“We are disappointed by the PUC’s rejection of our effort to modify rates to reflect changes in the market since the last comprehensive rate review over a decade ago. It is an unfortunate outcome for consumers, who would have received enhanced services and seen their long distance rates cut. It is also a lost opportunity to remove a roadblock in the path to liberalization by bringing rates in line with costs—an effort we strongly support.
“Anyone who reads the PUC order can see that it is really just a laundry list of grievances that are without merit in a modern telecommunications sector. It is not based on a logical adherence to the law, a reasonable consideration of the voluminous record, or consistent with past PUC decisions and rulings.

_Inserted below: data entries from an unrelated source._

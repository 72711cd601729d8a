//! Error types for qrstyle.
//!
//! Rendering itself never fails on unknown shape or gradient names (those fall
//! back to defaults). Errors come from the edges of the crate: encoding text
//! into a matrix, parsing design configuration, and reading or writing images.

use thiserror::Error;

/// Result type alias for qrstyle operations.
pub type Result<T> = std::result::Result<T, Error>;

/// Top-level error type for qrstyle.
#[derive(Error, Debug)]
pub enum Error {
    /// The encoder rejected the data (too long for the version, invalid version, ...).
    #[error("QR encode error: {0}")]
    Encode(#[from] qrcode::types::QrError),

    /// The text contains characters the selected input mode cannot represent.
    #[error("The `{mode}` input mode is invalid for text")]
    InvalidInputMode { mode: &'static str },

    /// A color string could not be parsed.
    #[error("Invalid color: {0:?}")]
    InvalidColor(String),

    /// The design configuration is not valid JSON for a design.
    #[error("Design error: {0}")]
    Design(#[from] serde_json::Error),

    /// Image decoding or encoding failed.
    #[error("Image error: {0}")]
    Image(#[from] image::ImageError),

    /// File system error.
    #[error("I/O error: {0}")]
    Io(#[from] std::io::Error),

    /// The drawing surface could not be allocated.
    #[error("Cannot allocate a {width}x{height} surface")]
    Surface { width: u32, height: u32 },
}
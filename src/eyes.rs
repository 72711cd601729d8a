//! Finder pattern ("eye") frames and balls.
//!
//! Every style is authored once, for the top-left eye, in eye-local
//! coordinates. The other two eyes reuse the same drawing code through an
//! [`EyePlacement`]: a quarter-turn rotation plus a translation applied to a
//! scoped [`Painter`], so nothing has to be undone afterwards.

use tiny_skia::{LineCap, PathBuilder, Transform};

use crate::registry::named_registry;
use crate::shapes::{circle, shifted_square, Primitive};
use crate::surface::Painter;

/// The three corners holding a finder pattern.
#[derive(Clone, Copy, PartialEq, Eq, Debug)]
pub enum EyeCorner {
    TopLeft,
    TopRight,
    BottomLeft,
}

impl EyeCorner {
    pub const ALL: [EyeCorner; 3] = [EyeCorner::TopLeft, EyeCorner::TopRight, EyeCorner::BottomLeft];

    /// Where the canonical (top-left) eye lands for this corner of a symbol
    /// `width` pixels wide.
    pub fn placement(self, width: f32) -> EyePlacement {
        match self {
            EyeCorner::TopLeft => EyePlacement { dx: 0.0, dy: 0.0, quarter_turns: 0 },
            EyeCorner::TopRight => EyePlacement { dx: width, dy: 0.0, quarter_turns: 1 },
            EyeCorner::BottomLeft => EyePlacement { dx: 0.0, dy: width, quarter_turns: 3 },
        }
    }
}

/// Rotation by `quarter_turns` x 90 degrees clockwise (y axis down), then a
/// translation by `(dx, dy)`.
#[derive(Clone, Copy, PartialEq, Debug)]
pub struct EyePlacement {
    pub dx: f32,
    pub dy: f32,
    pub quarter_turns: u8,
}

impl EyePlacement {
    pub fn transform(self) -> Transform {
        let (cos, sin) = match self.quarter_turns % 4 {
            0 => (1.0, 0.0),
            1 => (0.0, 1.0),
            2 => (-1.0, 0.0),
            _ => (0.0, -1.0),
        };
        Transform::from_row(cos, sin, -sin, cos, self.dx, self.dy)
    }
}

/// Measurements handed to every eye drawing function.
#[derive(Clone, Copy, PartialEq, Debug)]
pub struct EyeGeometry {
    /// Symbol width in pixels.
    pub width: f32,
    /// Module width.
    pub tile: f32,
    /// Half a module; frame strokes are centered this far inside the eye.
    pub delta: f32,
    /// Eye side (7 modules for frames, 3 for balls).
    pub side: f32,
    pub radius: f32,
}

impl EyeGeometry {
    pub fn frame(width: f32, tile: f32) -> Self {
        let side = tile * 7.0;
        Self { width, tile, delta: tile / 2.0, side, radius: side / 2.0 }
    }

    pub fn ball(width: f32, tile: f32) -> Self {
        let side = tile * 3.0;
        Self { width, tile, delta: 0.0, side, radius: side / 2.0 }
    }
}

named_registry! {
    /// Eye frame styles.
    pub enum EyeFrameShape (default Square) {
        Square => "square",
        SquaredSmall => "squaredSmall",
        Octa => "octa",
        Round => "round",
        Crystal => "crystal",
        CrystalWide => "crystalWide",
        Leaf => "leaf",
        LeafSharp => "leafSharp",
        RoundCorner => "roundCorner",
        Pillow => "pillow",
        Petal => "petal",
        PetalCaved => "petalCaved",
        Cookie => "cookie",
        Cookie2 => "cookie2",
        Dotted => "dotted",
        DottedTight => "dottedTight",
        Circled => "circled",
        CircledTight => "circledTight",
        Diamonds => "diamonds",
        DiamondsTight => "diamondsTight",
        Mosaic => "mosaic",
        MosaicTight => "mosaicTight",
        Starred => "starred",
        StarredTight => "starredTight",
        Starred4 => "starred4",
        Starred4Tight => "starred4Tight",
        Starred6 => "starred6",
        Starred6Tight => "starred6Tight",
        Starred8 => "starred8",
        Starred8Tight => "starred8Tight",
        Snowflakes => "snowflakes",
        SnowflakesTight => "snowflakesTight",
    }
}
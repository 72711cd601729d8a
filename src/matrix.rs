//! Module matrices and module geometry.
//!
//! The renderer never encodes data itself. It consumes anything that can answer
//! "how many modules per side" and "is this module dark", see [`Matrix`].

use qrcode::QrCode;

/// Side length of a finder pattern ("eye"), in modules.
pub const EYE_MODULES: i32 = 7;

/// Read access to a square grid of dark and light modules.
pub trait Matrix {
    /// The width and height of the grid, measured in modules.
    fn module_count(&self) -> usize;

    /// Returns `true` for dark modules. Coordinates outside the grid are light,
    /// which keeps neighbor lookups at the border free of special cases.
    fn is_dark(&self, row: i32, col: i32) -> bool;
}

impl<M: Matrix + ?Sized> Matrix for &M {
    fn module_count(&self) -> usize {
        (**self).module_count()
    }

    fn is_dark(&self, row: i32, col: i32) -> bool {
        (**self).is_dark(row, col)
    }
}

/// An owned, row-major module grid.
#[derive(Clone, PartialEq, Eq, Debug)]
pub struct ModuleGrid {
    size: usize,
    modules: Vec<bool>,
}

impl ModuleGrid {
    /// Creates an all-light grid of `size` x `size` modules.
    pub fn new(size: usize) -> Self {
        Self { size, modules: vec![false; size * size] }
    }

    /// Builds a grid by asking `dark(row, col)` for every module.
    pub fn from_fn(size: usize, mut dark: impl FnMut(usize, usize) -> bool) -> Self {
        let mut grid = Self::new(size);
        for row in 0..size {
            for col in 0..size {
                grid.modules[row * size + col] = dark(row, col);
            }
        }
        grid
    }

    /// Builds a grid from text rows where `#` marks a dark module.
    ///
    /// The grid is as wide as the number of rows; short rows are padded with
    /// light modules and long rows are truncated.
    ///
    /// # Example
    ///
    /// ```rust
    /// use qrstyle::matrix::{Matrix, ModuleGrid};
    ///
    /// let grid = ModuleGrid::from_rows(&["#  ", " # ", "  #"]);
    /// assert!(grid.is_dark(1, 1));
    /// assert!(!grid.is_dark(0, 1));
    /// ```
    pub fn from_rows(rows: &[&str]) -> Self {
        let size = rows.len();
        Self::from_fn(size, |row, col| rows[row].as_bytes().get(col) == Some(&b'#'))
    }

    /// Copies the modules of an encoded symbol. The quiet zone is not included.
    pub fn from_qr(code: &QrCode) -> Self {
        let size = code.width();
        let colors = code.to_colors();
        Self {
            size,
            modules: colors.into_iter().map(|c| c == qrcode::Color::Dark).collect(),
        }
    }

    /// Sets a single module. Out-of-range coordinates are ignored.
    pub fn set(&mut self, row: usize, col: usize, dark: bool) {
        if row < self.size && col < self.size {
            self.modules[row * self.size + col] = dark;
        }
    }

    /// Number of dark modules in the grid.
    pub fn dark_count(&self) -> usize {
        self.modules.iter().filter(|&&m| m).count()
    }
}

impl Matrix for ModuleGrid {
    fn module_count(&self) -> usize {
        self.size
    }

    fn is_dark(&self, row: i32, col: i32) -> bool {
        let range = 0..self.size as i32;
        range.contains(&row)
            && range.contains(&col)
            && self.modules[row as usize * self.size + col as usize]
    }
}

impl From<&QrCode> for ModuleGrid {
    fn from(code: &QrCode) -> Self {
        ModuleGrid::from_qr(code)
    }
}

/// Returns `true` when `(row, col)` lies in one of the three finder-pattern
/// corners (top-left, top-right, bottom-left) of an `n` x `n` grid.
///
/// The bottom-right corner never holds a finder pattern.
pub fn is_eye(row: i32, col: i32, n: i32) -> bool {
    let top = row < EYE_MODULES;
    let left = col < EYE_MODULES;
    let right = n - col <= EYE_MODULES;
    let bottom = n - row <= EYE_MODULES;
    (top && left) || (top && right) || (bottom && left)
}

/// Pixel-aligned box of one module.
#[derive(Clone, Copy, PartialEq, Debug)]
pub struct ModuleRect {
    pub x: f32,
    pub y: f32,
    pub w: f32,
    pub h: f32,
}

impl ModuleRect {
    /// Computes the box of module `(row, col)` for a tile of `tile` pixels.
    ///
    /// Each box starts at `floor(index * tile)` and is
    /// `ceil((index + 1) * tile) - floor(index * tile)` pixels long: the
    /// smallest whole-pixel span covering the module's exact extent. Boxes of
    /// neighboring modules therefore always meet, and with a fractional tile
    /// they share the single pixel the exact boundary passes through, which
    /// hides anti-aliasing seams.
    pub fn new(row: usize, col: usize, tile: f64) -> Self {
        let (x, w) = span(col, tile);
        let (y, h) = span(row, tile);
        Self { x, y, w, h }
    }
}

/// Start and length of the pixel span for module `index`.
pub fn span(index: usize, tile: f64) -> (f32, f32) {
    let start = snap(index as f64 * tile).floor();
    let end = snap((index + 1) as f64 * tile).ceil();
    (start as f32, (end - start) as f32)
}

/// Rounds values within rounding error of a whole pixel, so `n * (size / n)`
/// ends exactly at `size`.
fn snap(value: f64) -> f64 {
    let nearest = value.round();
    if (value - nearest).abs() < 1e-6 {
        nearest
    } else {
        value
    }
}
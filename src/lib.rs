//! # qrstyle
//!
//! A Rust library for rendering decorative QR codes.
//!
//! `qrstyle` draws an already encoded module matrix with a configurable
//! [`Design`](design::Design): body modules as circles, stars, diamonds or
//! connector shapes that link neighboring dark modules, custom finder pattern
//! ("eye") frames and balls, flat or gradient fills, and a centered logo.
//! Output is an RGBA raster image or an SVG document.
//!
//! ## Features
//!
//! - 35 body shapes, including linked families that bridge adjacent modules.
//! - 32 eye frame and 26 eye ball styles, authored once and placed at all three corners.
//! - Linear and radial gradients with optional middle and finish stops.
//! - Logo compositing with a cleared background or a white outline.
//! - Design-picker thumbnails for every style family.
//! - Unknown style names fall back to defaults instead of failing.
//! - Safe Rust implementation with no unsafe code.
//!
//! ## Installation
//!
//! Add to your `Cargo.toml`:
//!
//! ```toml
//! [dependencies]
//! qrstyle = "0.1" # Replace with the latest version
//! ```
//!
//! ## Example
//!
//! Render a styled symbol to an image buffer:
//!
//! ```rust
//! use qrstyle::design::Design;
//! use qrstyle::encode::{encode, EncodeOptions};
//! use qrstyle::render::Renderer;
//!
//! let design = Design::from_json(r##"{
//!     "bodyShape": "pcbLinked",
//!     "eyeFrameShape": "round",
//!     "eyeBallShape": "circle",
//!     "enableGradient": true,
//!     "gradient": "diagonal",
//!     "color": "#1e3c72",
//!     "colorFinish": "#2a5298"
//! }"##).unwrap();
//!
//! let matrix = encode("https://example.com", &EncodeOptions::default()).unwrap();
//! let image = Renderer::with_seed(7).render_image(&matrix, &design, 300).unwrap();
//! assert_eq!(image.dimensions(), (300, 300));
//! ```
//!
//! Generate an SVG document in one call:
//!
//! ```rust
//! use qrstyle::helper::generate_svg_string;
//!
//! let svg = generate_svg_string("Hello, World!", None, 250).unwrap();
//! assert!(svg.ends_with("</svg>\n"));
//! ```
//!
//! ## Modules
//!
//! - [`encode`]: Text to module matrix, on top of the `qrcode` crate.
//! - [`matrix`]: The [`Matrix`](matrix::Matrix) capability, an owned grid and module geometry.
//! - [`design`]: Design configuration, loadable from JSON.
//! - [`shapes`] and [`linked`]: Body shapes.
//! - [`eyes`]: Eye frames and balls.
//! - [`gradient`]: Fill resolution.
//! - [`logo`]: Logo compositing and the logo cache.
//! - [`preview`]: Design-picker thumbnails.
//! - [`render`]: The rendering pipeline and the [`Renderer`](render::Renderer) session.
//! - [`surface`], [`raster`] and [`svg`]: Drawing backends.
//! - [`helper`]: Utilities for rendering text straight to files, buffers or SVG.
//! - [`logging`]: Logger setup.

mod registry;

pub mod color;
pub mod design;
pub mod encode;
pub mod error;
pub mod eyes;
pub mod gradient;
pub mod helper;
pub mod linked;
pub mod logging;
pub mod logo;
pub mod matrix;
pub mod preview;
pub mod raster;
pub mod render;
pub mod shapes;
pub mod surface;
pub mod svg;

pub use error::{Error, Result};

“As an example, it wrongly assesses our long history of investments. The truth is, we’ve fulfilled all of our obligations and invested USD$250 million since our last rate change, and more than USD $391 million since our contract began. The order also reaches strange conclusions, such as using the very frequent rate increases for the power and water utilities as a justification for denying our first request in 15 years for a rate adjustment. It is also clear that the PUC did not consider the practical effects of its decision, which will force consumers to pay higher long distance rates.
“We have already filed an appeal, and we believe it is essential to keep pushing – after all, Guyana is one of very few countries such as Cuba in the western hemisphere that does not have 3G wireless service. This is nothing short of baffling. The PUC order is emblematic of the frustrating distance between the government’s words and actions when it comes to modernizing the telecom sector.
“But let me be clear – even with this setback, we stand ready to work with the government to finally develop a clear and consistent plan based on proven industry practice, fairness to all regardless of connection or influence, and the rule of law for moving our country forward on telecoms.”